Exercise requirements =
Every line that holds the word "readable" needs to be copied from the data below.

(Items from a data source)

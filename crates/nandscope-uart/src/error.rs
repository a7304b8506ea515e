//! Error types for command dispatch

use thiserror::Error;

/// Errors produced while parsing or executing a command line
///
/// Every variant is turned into an error response by the dispatcher; none
/// of them reach the transport as a failure.
#[derive(Debug, Clone, PartialEq, Eq, Error)]
pub enum CommandError {
    /// Recognized command with the wrong number of parameters
    #[error("Invalid format: {command} expects {expected} parameters, got {found}")]
    InvalidFormat {
        command: String,
        expected: usize,
        found: usize,
    },

    /// Command name is not supported
    #[error("Unknown command: {0}")]
    UnknownCommand(String),

    /// Parameter is not a one-byte hex value
    #[error("Invalid hex parameter: {0}")]
    InvalidHex(String),

    /// Parameter is not a decimal integer
    #[error("Invalid parameter: {0}")]
    InvalidParameter(String),

    /// Command needs dump data but none is loaded
    #[error("No data loaded")]
    NoDataLoaded,

    /// ID bytes could not be decoded
    ///
    /// Parsed requests always carry enough ID bytes, so dispatch only sees
    /// this through `From<nandscope_core::Error>` when a core decode fails.
    #[error("Invalid identity: {0}")]
    InvalidIdentity(nandscope_core::Error),
}

/// Machine-readable error kind carried in error responses
#[derive(Debug, Clone, Copy, PartialEq, Eq, serde::Serialize)]
pub enum ErrorKind {
    /// See [`CommandError::InvalidFormat`]
    InvalidFormat,
    /// See [`CommandError::UnknownCommand`]
    UnknownCommand,
    /// See [`CommandError::InvalidHex`]
    InvalidHex,
    /// See [`CommandError::InvalidParameter`]
    InvalidParameter,
    /// See [`CommandError::NoDataLoaded`]
    NoDataLoaded,
    /// See [`CommandError::InvalidIdentity`]
    InvalidIdentity,
}

impl CommandError {
    /// Machine-readable kind of this error
    pub fn kind(&self) -> ErrorKind {
        match self {
            Self::InvalidFormat { .. } => ErrorKind::InvalidFormat,
            Self::UnknownCommand(_) => ErrorKind::UnknownCommand,
            Self::InvalidHex(_) => ErrorKind::InvalidHex,
            Self::InvalidParameter(_) => ErrorKind::InvalidParameter,
            Self::NoDataLoaded => ErrorKind::NoDataLoaded,
            Self::InvalidIdentity(_) => ErrorKind::InvalidIdentity,
        }
    }
}

impl From<nandscope_core::Error> for CommandError {
    fn from(e: nandscope_core::Error) -> Self {
        CommandError::InvalidIdentity(e)
    }
}

/// Result type for command handling
pub type Result<T> = core::result::Result<T, CommandError>;
//! Structured command responses
//!
//! Responses serialize as a flat object tagged by `status`:
//!
//! ```json
//! {"status":"success","command":"parseid","manufacturer_id":"0xAD","device_id":"0xDC","manufacturer":"Hynix"}
//! {"status":"error","command":"checkblock","message":"No data loaded","kind":"NoDataLoaded"}
//! ```

use nandscope_core::wear::WearStats;
use nandscope_core::FlashIdentity;
use serde::Serialize;

use crate::error::{CommandError, ErrorKind};
use crate::protocol::SUPPORTED_COMMANDS;

/// Response to a single command line
#[derive(Debug, Clone, PartialEq, Serialize)]
#[serde(tag = "status", rename_all = "lowercase")]
pub enum Response {
    /// Command executed
    Success(SuccessResponse),
    /// Command rejected
    Error(ErrorResponse),
}

/// Successful command result
#[derive(Debug, Clone, PartialEq, Serialize)]
pub struct SuccessResponse {
    /// Command name
    pub command: &'static str,
    /// Command-specific fields
    #[serde(flatten)]
    pub payload: Payload,
}

/// Command-specific success fields
#[derive(Debug, Clone, PartialEq, Serialize)]
#[serde(untagged)]
pub enum Payload {
    /// `readdata` result
    ReadData(ReadDataPayload),
    /// `parseid` result
    ParseId(ParseIdPayload),
    /// `checkblock` result
    CheckBlock(CheckBlockPayload),
    /// `calcwear` result
    CalcWear(CalcWearPayload),
}

/// Fields of a `readdata` response
#[derive(Debug, Clone, PartialEq, Eq, Serialize)]
pub struct ReadDataPayload {
    /// Decoded identity
    pub flash_info: FlashInfo,
}

/// Identity as reported over the wire
#[derive(Debug, Clone, PartialEq, Eq, Serialize)]
pub struct FlashInfo {
    /// Manufacturer code, `0xNN`
    pub manufacturer_id: String,
    /// Device code, `0xNN`
    pub device_id: String,
    /// Manufacturer display name
    pub manufacturer_name: String,
    /// Page size in bytes
    pub page_size: u32,
    /// Block size in bytes
    pub block_size: u32,
    /// Total size in bytes
    pub total_size: u32,
    /// Spare area per page in bytes
    pub spare_size: u32,
}

impl From<&FlashIdentity> for FlashInfo {
    fn from(id: &FlashIdentity) -> Self {
        Self {
            manufacturer_id: hex_byte(id.manufacturer_id()),
            device_id: hex_byte(id.device_id()),
            manufacturer_name: id.manufacturer_name(),
            page_size: id.page_size(),
            block_size: id.block_size(),
            total_size: id.total_size(),
            spare_size: id.spare_size(),
        }
    }
}

/// Fields of a `parseid` response
#[derive(Debug, Clone, PartialEq, Eq, Serialize)]
pub struct ParseIdPayload {
    /// Manufacturer code, `0xNN`
    pub manufacturer_id: String,
    /// Device code, `0xNN`
    pub device_id: String,
    /// Manufacturer display name
    pub manufacturer: String,
}

impl From<&FlashIdentity> for ParseIdPayload {
    fn from(id: &FlashIdentity) -> Self {
        Self {
            manufacturer_id: hex_byte(id.manufacturer_id()),
            device_id: hex_byte(id.device_id()),
            manufacturer: id.manufacturer_name(),
        }
    }
}

/// Fields of a `checkblock` response
#[derive(Debug, Clone, PartialEq, Eq, Serialize)]
pub struct CheckBlockPayload {
    /// Block size used for the scan, in KiB
    pub block_size_kb: i64,
    /// Requested range, `start-end`
    pub range: String,
    /// Bad blocks in the whole dump
    pub total_bad_blocks: usize,
    /// Bad blocks within the requested range
    pub bad_blocks_in_range: usize,
}

/// Fields of a `calcwear` response
#[derive(Debug, Clone, PartialEq, Serialize)]
pub struct CalcWearPayload {
    /// Page size used for the scan, in KiB
    pub page_size_kb: i64,
    /// Requested range, `start-end`
    pub range: String,
    /// Pages examined
    pub total_pages: usize,
    /// Erased pages
    pub erased_pages: usize,
    /// Written pages
    pub written_pages: usize,
    /// Written share in percent, two decimals
    pub utilization_percent: f64,
}

impl CalcWearPayload {
    /// Build the payload from raw statistics
    pub fn new(page_size_kb: i64, start: i64, end: i64, stats: &WearStats) -> Self {
        Self {
            page_size_kb,
            range: format_range(start, end),
            total_pages: stats.total_pages,
            erased_pages: stats.erased_pages,
            written_pages: stats.written_pages,
            utilization_percent: round2(stats.utilization_percent()),
        }
    }
}

/// Rejected command
#[derive(Debug, Clone, PartialEq, Eq, Serialize)]
pub struct ErrorResponse {
    /// Command name, when one could be read from the line
    #[serde(skip_serializing_if = "Option::is_none")]
    pub command: Option<String>,
    /// Human-readable description
    pub message: String,
    /// Machine-readable error kind
    pub kind: ErrorKind,
    /// Supported command names, for unknown commands
    #[serde(skip_serializing_if = "Option::is_none")]
    pub supported_commands: Option<Vec<&'static str>>,
}

impl Response {
    /// Wrap a success payload
    pub fn success(command: &'static str, payload: Payload) -> Self {
        Self::Success(SuccessResponse { command, payload })
    }

    /// Build an error response
    ///
    /// An empty command name is left out of the response.
    pub fn error(command: &str, err: &CommandError) -> Self {
        let kind = err.kind();
        let supported_commands =
            (kind == ErrorKind::UnknownCommand).then(|| SUPPORTED_COMMANDS.to_vec());
        Self::Error(ErrorResponse {
            command: (!command.is_empty()).then(|| command.to_string()),
            message: err.to_string(),
            kind,
            supported_commands,
        })
    }

    /// Whether the command succeeded
    pub fn is_success(&self) -> bool {
        matches!(self, Self::Success(_))
    }

    /// Echoed command name, if any
    pub fn command(&self) -> Option<&str> {
        match self {
            Self::Success(s) => Some(s.command),
            Self::Error(e) => e.command.as_deref(),
        }
    }

    /// Error kind, for error responses
    pub fn error_kind(&self) -> Option<ErrorKind> {
        match self {
            Self::Success(_) => None,
            Self::Error(e) => Some(e.kind),
        }
    }

    /// Serialize as one line of compact JSON (no trailing newline)
    pub fn to_json_line(&self) -> serde_json::Result<String> {
        serde_json::to_string(self)
    }
}

/// Format a byte as `0xNN`
pub fn hex_byte(b: u8) -> String {
    format!("0x{:02X}", b)
}

/// Format an inclusive range as `start-end`
pub fn format_range(start: i64, end: i64) -> String {
    format!("{}-{}", start, end)
}

fn round2(value: f64) -> f64 {
    (value * 100.0).round() / 100.0
}

#[cfg(test)]
mod tests {
    use super::*;
    use serde_json::{json, Value};

    fn to_value(response: &Response) -> Value {
        serde_json::from_str(&response.to_json_line().unwrap()).unwrap()
    }

    #[test]
    fn test_hex_byte() {
        assert_eq!(hex_byte(0xEC), "0xEC");
        assert_eq!(hex_byte(0x0a), "0x0A");
    }

    #[test]
    fn test_round2() {
        assert_eq!(round2(50.0), 50.0);
        assert_eq!(round2(100.0 / 3.0), 33.33);
        assert_eq!(round2(200.0 / 3.0), 66.67);
    }

    #[test]
    fn test_success_shape() {
        let id = FlashIdentity::decode(&[0xAD, 0xDC, 0x10, 0x95]).unwrap();
        let response = Response::success("parseid", Payload::ParseId((&id).into()));
        assert_eq!(
            to_value(&response),
            json!({
                "status": "success",
                "command": "parseid",
                "manufacturer_id": "0xAD",
                "device_id": "0xDC",
                "manufacturer": "Hynix",
            })
        );
    }

    #[test]
    fn test_error_shape() {
        let response = Response::error("checkblock", &CommandError::NoDataLoaded);
        assert_eq!(
            to_value(&response),
            json!({
                "status": "error",
                "command": "checkblock",
                "message": "No data loaded",
                "kind": "NoDataLoaded",
            })
        );
    }

    #[test]
    fn test_unknown_command_lists_supported() {
        let err = CommandError::UnknownCommand("erase".to_string());
        let value = to_value(&Response::error("erase", &err));
        assert_eq!(value["kind"], "UnknownCommand");
        assert_eq!(
            value["supported_commands"],
            json!(["readdata", "parseid", "checkblock", "calcwear"])
        );

        // Blank line: no command to echo
        let err = CommandError::UnknownCommand(String::new());
        let value = to_value(&Response::error("", &err));
        assert!(value.get("command").is_none());
    }

    #[test]
    fn test_json_is_single_line() {
        let stats = WearStats {
            total_pages: 3,
            erased_pages: 1,
            written_pages: 2,
        };
        let payload = CalcWearPayload::new(2, 0, 2, &stats);
        let response = Response::success("calcwear", Payload::CalcWear(payload));
        let line = response.to_json_line().unwrap();
        assert!(!line.contains('\n'));
        assert_eq!(to_value(&response)["utilization_percent"], 66.67);
        assert_eq!(to_value(&response)["range"], "0-2");
    }

    #[test]
    fn test_format_range_signed() {
        assert_eq!(format_range(0, 10), "0-10");
        assert_eq!(format_range(-1, 10), "-1-10");
    }
}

Response to this task =
/// Machine-readable error kind carried in error responses
    /// Machine-readable kind of this error
    /// Human-readable description
    /// Machine-readable error kind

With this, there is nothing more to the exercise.